◆ Task brief
Filter the listing for lines containing "across".

◆ Exercise materials
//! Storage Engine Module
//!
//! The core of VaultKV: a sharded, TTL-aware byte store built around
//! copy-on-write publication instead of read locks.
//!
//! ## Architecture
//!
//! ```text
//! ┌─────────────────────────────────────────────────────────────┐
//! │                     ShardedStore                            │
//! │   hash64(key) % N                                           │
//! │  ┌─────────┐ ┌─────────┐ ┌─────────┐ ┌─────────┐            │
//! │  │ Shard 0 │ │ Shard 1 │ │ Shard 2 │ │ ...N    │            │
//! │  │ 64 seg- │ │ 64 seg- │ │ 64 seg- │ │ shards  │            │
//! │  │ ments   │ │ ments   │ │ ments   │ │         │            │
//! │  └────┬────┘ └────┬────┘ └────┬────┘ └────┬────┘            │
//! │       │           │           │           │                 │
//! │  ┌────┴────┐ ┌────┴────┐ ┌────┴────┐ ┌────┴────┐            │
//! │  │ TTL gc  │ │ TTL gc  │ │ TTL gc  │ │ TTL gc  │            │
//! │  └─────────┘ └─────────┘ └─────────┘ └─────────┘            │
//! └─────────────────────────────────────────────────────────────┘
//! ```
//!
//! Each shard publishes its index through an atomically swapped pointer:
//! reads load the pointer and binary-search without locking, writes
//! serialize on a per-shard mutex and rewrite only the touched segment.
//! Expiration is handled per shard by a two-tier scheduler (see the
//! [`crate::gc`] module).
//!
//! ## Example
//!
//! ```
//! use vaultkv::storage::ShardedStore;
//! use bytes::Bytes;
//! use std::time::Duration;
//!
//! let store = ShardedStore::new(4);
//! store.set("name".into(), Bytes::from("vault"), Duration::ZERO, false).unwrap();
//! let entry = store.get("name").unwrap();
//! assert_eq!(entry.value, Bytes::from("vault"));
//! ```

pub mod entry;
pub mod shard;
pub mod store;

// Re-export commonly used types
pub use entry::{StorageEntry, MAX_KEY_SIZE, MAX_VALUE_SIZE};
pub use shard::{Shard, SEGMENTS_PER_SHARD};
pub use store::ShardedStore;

==

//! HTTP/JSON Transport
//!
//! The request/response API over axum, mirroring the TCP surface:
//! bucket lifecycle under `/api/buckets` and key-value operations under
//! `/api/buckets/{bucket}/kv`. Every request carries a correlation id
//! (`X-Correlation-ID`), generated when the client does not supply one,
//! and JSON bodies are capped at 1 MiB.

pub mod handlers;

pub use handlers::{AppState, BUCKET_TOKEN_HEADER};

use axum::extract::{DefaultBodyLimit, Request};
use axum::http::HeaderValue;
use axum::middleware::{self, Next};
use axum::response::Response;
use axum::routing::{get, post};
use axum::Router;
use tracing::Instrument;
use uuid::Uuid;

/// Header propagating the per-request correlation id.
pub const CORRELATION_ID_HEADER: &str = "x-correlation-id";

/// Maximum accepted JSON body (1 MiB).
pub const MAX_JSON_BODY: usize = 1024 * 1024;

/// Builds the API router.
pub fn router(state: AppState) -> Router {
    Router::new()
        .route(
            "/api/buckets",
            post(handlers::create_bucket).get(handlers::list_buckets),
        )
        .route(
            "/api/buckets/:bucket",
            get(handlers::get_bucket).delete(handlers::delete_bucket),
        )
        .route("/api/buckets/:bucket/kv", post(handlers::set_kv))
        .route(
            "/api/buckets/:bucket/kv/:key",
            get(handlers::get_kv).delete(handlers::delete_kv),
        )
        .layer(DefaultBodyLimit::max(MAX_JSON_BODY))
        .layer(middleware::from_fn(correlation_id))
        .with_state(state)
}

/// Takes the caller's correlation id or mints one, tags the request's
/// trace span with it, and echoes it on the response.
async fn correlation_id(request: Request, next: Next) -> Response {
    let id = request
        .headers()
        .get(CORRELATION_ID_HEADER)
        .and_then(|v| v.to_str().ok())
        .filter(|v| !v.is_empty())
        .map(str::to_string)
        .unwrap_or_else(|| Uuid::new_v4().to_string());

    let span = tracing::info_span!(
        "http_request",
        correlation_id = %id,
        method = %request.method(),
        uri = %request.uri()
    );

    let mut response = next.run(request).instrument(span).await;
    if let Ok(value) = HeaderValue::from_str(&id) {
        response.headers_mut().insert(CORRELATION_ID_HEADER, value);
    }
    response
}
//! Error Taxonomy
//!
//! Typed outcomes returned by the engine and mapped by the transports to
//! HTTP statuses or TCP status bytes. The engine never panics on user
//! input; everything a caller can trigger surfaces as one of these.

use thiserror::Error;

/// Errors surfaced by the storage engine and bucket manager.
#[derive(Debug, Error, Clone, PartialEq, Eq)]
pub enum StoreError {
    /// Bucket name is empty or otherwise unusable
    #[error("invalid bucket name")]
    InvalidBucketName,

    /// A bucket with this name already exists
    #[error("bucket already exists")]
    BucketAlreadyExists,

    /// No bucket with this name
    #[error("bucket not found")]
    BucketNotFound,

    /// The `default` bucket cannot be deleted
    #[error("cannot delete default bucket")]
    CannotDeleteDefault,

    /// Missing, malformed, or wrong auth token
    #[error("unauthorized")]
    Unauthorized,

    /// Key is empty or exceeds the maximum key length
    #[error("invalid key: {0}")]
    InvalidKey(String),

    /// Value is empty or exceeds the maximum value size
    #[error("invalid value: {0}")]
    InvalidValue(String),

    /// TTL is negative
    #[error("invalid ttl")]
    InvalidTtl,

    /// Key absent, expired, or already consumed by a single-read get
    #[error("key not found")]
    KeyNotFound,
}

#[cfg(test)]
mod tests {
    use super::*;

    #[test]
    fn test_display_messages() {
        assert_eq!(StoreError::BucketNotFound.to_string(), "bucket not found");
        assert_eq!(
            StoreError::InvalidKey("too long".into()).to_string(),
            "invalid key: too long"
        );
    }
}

...

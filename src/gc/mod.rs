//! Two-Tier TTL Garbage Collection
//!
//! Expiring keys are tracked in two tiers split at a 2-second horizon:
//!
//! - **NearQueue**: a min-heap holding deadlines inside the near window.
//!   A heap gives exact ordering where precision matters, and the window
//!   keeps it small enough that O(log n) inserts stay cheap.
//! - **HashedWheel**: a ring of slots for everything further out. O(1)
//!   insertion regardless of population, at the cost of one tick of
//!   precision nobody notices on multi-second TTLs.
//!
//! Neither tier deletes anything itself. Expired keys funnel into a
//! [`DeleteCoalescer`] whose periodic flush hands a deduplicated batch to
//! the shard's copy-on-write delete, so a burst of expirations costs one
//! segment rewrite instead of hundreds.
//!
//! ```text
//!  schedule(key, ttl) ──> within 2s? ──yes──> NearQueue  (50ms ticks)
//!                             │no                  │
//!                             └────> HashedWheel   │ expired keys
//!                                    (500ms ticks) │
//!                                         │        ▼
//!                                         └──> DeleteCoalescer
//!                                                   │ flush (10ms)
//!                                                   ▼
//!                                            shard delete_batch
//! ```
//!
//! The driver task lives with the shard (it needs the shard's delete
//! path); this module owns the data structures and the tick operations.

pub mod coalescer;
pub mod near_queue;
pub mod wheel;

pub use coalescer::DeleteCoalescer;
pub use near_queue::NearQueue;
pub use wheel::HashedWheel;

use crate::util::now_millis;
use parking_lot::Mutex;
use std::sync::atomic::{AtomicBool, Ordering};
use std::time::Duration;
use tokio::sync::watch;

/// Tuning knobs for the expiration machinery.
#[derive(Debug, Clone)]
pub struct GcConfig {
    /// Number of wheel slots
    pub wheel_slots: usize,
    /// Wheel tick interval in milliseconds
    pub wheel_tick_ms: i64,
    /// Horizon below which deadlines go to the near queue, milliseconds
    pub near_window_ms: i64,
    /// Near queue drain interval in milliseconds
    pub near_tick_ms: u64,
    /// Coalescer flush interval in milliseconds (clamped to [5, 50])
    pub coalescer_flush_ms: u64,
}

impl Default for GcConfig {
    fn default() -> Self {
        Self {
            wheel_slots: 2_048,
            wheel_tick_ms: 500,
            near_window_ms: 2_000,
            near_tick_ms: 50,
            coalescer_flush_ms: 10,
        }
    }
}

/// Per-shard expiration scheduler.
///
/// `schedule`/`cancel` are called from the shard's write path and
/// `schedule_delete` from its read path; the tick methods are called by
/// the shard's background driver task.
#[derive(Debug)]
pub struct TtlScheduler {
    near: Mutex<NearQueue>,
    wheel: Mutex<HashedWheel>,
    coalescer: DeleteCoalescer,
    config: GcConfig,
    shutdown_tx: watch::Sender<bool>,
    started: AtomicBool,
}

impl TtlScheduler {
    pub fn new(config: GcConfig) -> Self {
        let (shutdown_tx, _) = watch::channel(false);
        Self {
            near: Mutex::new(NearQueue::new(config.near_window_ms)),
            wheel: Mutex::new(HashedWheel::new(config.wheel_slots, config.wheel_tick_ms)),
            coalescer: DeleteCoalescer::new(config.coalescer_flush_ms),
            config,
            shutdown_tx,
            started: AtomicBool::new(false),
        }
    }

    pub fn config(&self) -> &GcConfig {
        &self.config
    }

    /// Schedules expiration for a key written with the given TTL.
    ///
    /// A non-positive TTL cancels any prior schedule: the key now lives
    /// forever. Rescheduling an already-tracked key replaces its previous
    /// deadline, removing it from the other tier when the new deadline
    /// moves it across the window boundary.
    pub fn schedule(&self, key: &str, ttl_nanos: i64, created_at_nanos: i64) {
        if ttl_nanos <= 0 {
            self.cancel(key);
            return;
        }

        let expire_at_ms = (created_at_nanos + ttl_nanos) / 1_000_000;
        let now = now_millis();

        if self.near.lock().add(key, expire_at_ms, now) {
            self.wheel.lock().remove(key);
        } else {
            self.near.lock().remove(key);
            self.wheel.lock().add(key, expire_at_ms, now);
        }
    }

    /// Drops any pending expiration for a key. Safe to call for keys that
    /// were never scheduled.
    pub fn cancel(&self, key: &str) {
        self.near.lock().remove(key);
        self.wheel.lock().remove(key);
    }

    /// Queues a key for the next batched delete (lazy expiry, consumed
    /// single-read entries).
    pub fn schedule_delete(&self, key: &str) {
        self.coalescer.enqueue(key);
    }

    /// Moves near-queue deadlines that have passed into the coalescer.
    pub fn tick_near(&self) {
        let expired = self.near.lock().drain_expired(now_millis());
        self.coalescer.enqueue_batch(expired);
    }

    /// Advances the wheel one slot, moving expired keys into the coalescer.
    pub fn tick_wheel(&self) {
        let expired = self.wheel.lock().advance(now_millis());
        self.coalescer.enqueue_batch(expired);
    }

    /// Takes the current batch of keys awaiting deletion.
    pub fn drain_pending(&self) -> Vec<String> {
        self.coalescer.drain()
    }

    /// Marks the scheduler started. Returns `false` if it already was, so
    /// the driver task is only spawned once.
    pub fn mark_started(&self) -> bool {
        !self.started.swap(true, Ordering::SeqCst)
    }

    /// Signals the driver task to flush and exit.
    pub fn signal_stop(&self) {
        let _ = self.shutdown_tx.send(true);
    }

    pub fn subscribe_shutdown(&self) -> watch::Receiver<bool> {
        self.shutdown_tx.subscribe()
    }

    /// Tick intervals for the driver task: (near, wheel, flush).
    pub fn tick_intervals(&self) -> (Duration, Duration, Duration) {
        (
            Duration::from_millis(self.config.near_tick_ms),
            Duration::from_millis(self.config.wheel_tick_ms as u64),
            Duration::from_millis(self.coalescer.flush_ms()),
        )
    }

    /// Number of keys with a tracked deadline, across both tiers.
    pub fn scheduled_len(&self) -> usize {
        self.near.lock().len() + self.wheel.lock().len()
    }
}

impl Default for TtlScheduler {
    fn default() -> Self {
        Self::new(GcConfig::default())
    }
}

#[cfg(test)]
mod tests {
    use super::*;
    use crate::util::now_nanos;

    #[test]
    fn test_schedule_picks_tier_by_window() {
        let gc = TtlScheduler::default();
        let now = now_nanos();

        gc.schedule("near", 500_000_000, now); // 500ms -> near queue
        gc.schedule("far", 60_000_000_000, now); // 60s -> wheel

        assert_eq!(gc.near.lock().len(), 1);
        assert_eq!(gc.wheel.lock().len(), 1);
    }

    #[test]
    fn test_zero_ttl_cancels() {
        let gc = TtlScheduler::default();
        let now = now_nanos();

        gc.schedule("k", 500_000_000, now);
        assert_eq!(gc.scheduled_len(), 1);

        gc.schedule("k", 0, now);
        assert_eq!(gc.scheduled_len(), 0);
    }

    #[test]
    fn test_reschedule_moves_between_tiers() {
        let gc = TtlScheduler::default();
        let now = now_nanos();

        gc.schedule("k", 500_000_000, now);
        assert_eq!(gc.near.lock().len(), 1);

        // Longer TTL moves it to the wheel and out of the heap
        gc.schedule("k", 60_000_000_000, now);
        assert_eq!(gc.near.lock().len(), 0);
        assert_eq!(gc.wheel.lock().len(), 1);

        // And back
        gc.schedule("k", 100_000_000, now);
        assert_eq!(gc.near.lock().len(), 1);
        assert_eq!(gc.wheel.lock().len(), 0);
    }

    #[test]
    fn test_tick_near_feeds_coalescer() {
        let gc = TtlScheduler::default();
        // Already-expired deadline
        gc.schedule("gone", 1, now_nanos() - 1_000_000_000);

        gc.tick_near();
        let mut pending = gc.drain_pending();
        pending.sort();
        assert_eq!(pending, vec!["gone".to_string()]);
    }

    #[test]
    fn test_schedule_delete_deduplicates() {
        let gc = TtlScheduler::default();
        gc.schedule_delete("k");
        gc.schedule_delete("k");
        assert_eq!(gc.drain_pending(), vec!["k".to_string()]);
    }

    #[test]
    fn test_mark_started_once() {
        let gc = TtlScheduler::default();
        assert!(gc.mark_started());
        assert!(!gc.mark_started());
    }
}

◆ Finished exercise
    /// moves it across the window boundary.
    /// Number of keys with a tracked deadline, across both tiers.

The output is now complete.